In the final sequence, the audience learns that Chin actually died of suicide, and that the events the film chronicles were created by Chin's dying mind in the process leading to rigor mortis. The film's characters are people Chin saw on the way to his apartment: Yang and Pak are friendly neighbors, Meiyi is a widow admiring a picture of a late Tung, and Yau is a neighbor who rushes in too late to save the hanged Chin. At the morgue, Chin's adult son identifies the body for the medical examiner, Dr. Gau.

==Cast==
- Chin Siu-ho as Chin Siu-ho
- Anthony Chan as Yau
- Kara Wai as Yang Feng
- Chung Fat as warlock Gau
- Lo Hoi-pang as janitor Uncle Yin, or Grandpa
- Richard Ng as Uncle Tung
- Paw Hee-ching as Auntie Meiyi
- Morris Ho as Pak
- Billy Lau as the cook

==Release==
Rigor Mortis premiered at the Venice Film Festival.

==Reception==
Rotten Tomatoes, a review aggregator, reports that 68% of 22 surveyed critics gave the film a positive review; the average rating was 6.02/10. Metacritic rated it 53/100 based on 8 reviews.
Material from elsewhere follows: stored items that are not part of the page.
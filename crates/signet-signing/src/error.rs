//! Error types for signing operations

use std::path::PathBuf;
use thiserror::Error;

/// Result type alias for signing operations
pub type Result<T> = std::result::Result<T, SigningError>;

/// Signing-related errors
#[derive(Debug, Error)]
pub enum SigningError {
    /// Invocation parameters are missing or unusable
    #[error("Configuration error: {0}")]
    Configuration(String),

    /// The signing tool could not be found in any known location
    #[error("Signing tool not found: {tool}. {hint}")]
    ToolNotFound { tool: String, hint: String },

    /// The operating system refused to start the process
    #[error("Failed to launch {program}: {source}")]
    Launch {
        program: PathBuf,
        #[source]
        source: std::io::Error,
    },

    /// An invocation is already in flight on this runner
    #[error("The process is already running")]
    AlreadyRunning,

    /// Certificate could not be loaded or is unusable
    #[error("Certificate error: {0}")]
    Certificate(String),

    /// The package signature could not be produced
    #[error("Cryptographic signing failed: {0}")]
    CryptographicSigning(String),

    /// The signing tool ran and reported failure
    #[error("Signing tool failed with exit code {exit_code}: {stderr}")]
    ToolExecution { exit_code: i32, stderr: String },

    /// The package was signed but does not verify afterwards
    #[error("Signature verification failed for {path}: {reason}")]
    VerificationMismatch { path: PathBuf, reason: String },

    /// Hash algorithm name or URI is not one of the supported set
    #[error("Unsupported hash algorithm: {0}")]
    UnsupportedAlgorithm(String),

    /// Malformed container package
    #[error("Invalid package {path}: {reason}")]
    Package { path: PathBuf, reason: String },

    /// IO error
    #[error("IO error: {0}")]
    Io(#[from] std::io::Error),

    /// Zip archive error
    #[error("Archive error: {0}")]
    Zip(#[from] zip::result::ZipError),

    /// XML read error
    #[error("XML error: {0}")]
    Xml(#[from] xml::reader::Error),

    /// XML write error
    #[error("XML write error: {0}")]
    XmlWrite(#[from] xml::writer::Error),
}

impl SigningError {
    /// Whether this error was raised before anything was executed or written.
    ///
    /// Such errors never leave partial state behind.
    pub fn is_preflight(&self) -> bool {
        matches!(
            self,
            Self::Configuration(_)
                | Self::ToolNotFound { .. }
                | Self::Certificate(_)
                | Self::UnsupportedAlgorithm(_)
        )
    }
}
//! Error types for Signet configuration

use std::path::PathBuf;
use thiserror::Error;

/// Result type alias using ConfigError
pub type Result<T> = std::result::Result<T, ConfigError>;

/// Configuration-related errors
#[derive(Debug, Error)]
pub enum ConfigError {
    /// Configuration file not found
    #[error("Configuration file not found at {0}")]
    NotFound(PathBuf),

    /// Invalid configuration value
    #[error("Invalid configuration: {field} - {message}")]
    InvalidValue { field: String, message: String },

    /// YAML parsing error
    #[error("YAML parsing error: {0}")]
    YamlError(#[from] serde_yaml::Error),

    /// TOML parsing error
    #[error("TOML parsing error: {0}")]
    TomlError(#[from] toml::de::Error),

    /// IO error
    #[error("IO error reading config: {0}")]
    Io(#[from] std::io::Error),
}

impl ConfigError {
    pub(crate) fn invalid(field: impl Into<String>, message: impl Into<String>) -> Self {
        Self::InvalidValue {
            field: field.into(),
            message: message.into(),
        }
    }
}
//! Signet Signing - code signing through an external signing tool
//!
//! This crate provides:
//! - A process runner that captures tool output without pipe deadlocks
//! - An adapter for the signtool command-line grammar
//! - Certificate resolution from PKCS#12 files or installed-store thumbprints
//! - Re-signing of VSIX container packages, nested binaries included
//! - A single orchestrating entry point that reports one completion result

pub mod algorithm;
pub mod certificate;
pub mod error;
pub mod locator;
pub mod orchestrator;
pub mod package;
pub mod request;
pub mod runner;
pub mod signtool;

#[cfg(all(test, unix))]
mod mock_tool;

pub use algorithm::HashAlgorithm;
pub use certificate::{
    load_pfx, Certificate, CertificateReference, NamedCertificateStore, StoreLocation, StoreName,
};
pub use error::{Result, SigningError};
pub use locator::{FixedToolLocator, SdkToolLocator, ToolLocator};
pub use orchestrator::SignOrchestrator;
pub use package::{
    AlreadySignedPolicy, NestedContentSummary, PackageOptions, PackageResigner, ResignStage,
    VerifyResult,
};
pub use request::{
    default_timestamp_servers, SignCompletionResult, SignReport, SignRequest,
    DEFAULT_TIMESTAMP_SERVER,
};
pub use runner::{LineSink, ProcessInvocation, ProcessResult, ProcessRunner, Stream, TracingSink};
pub use signtool::{SigningToolAdapter, ToolOutcome};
Clarence Tsui of The Hollywood Reporter called it "a lavish, heavy-handed retreading and reinvention of Hong Kong and Japanese horror-film tropes, saved from clinical inhumanity by its veteran cast." Justin Chang of Variety described it as a "flashy, incoherent and virtually scare-free Hong Kong horror exercise". Daniel M. Gold of The New York Times called it a "relentlessly creepy film" that uses less comedy than Mr. Vampire. Martin Tsai of the Los Angeles Times wrote, "The film supplies a succession of hyper-stylized and potent set pieces without ever establishing any sort of internal logic."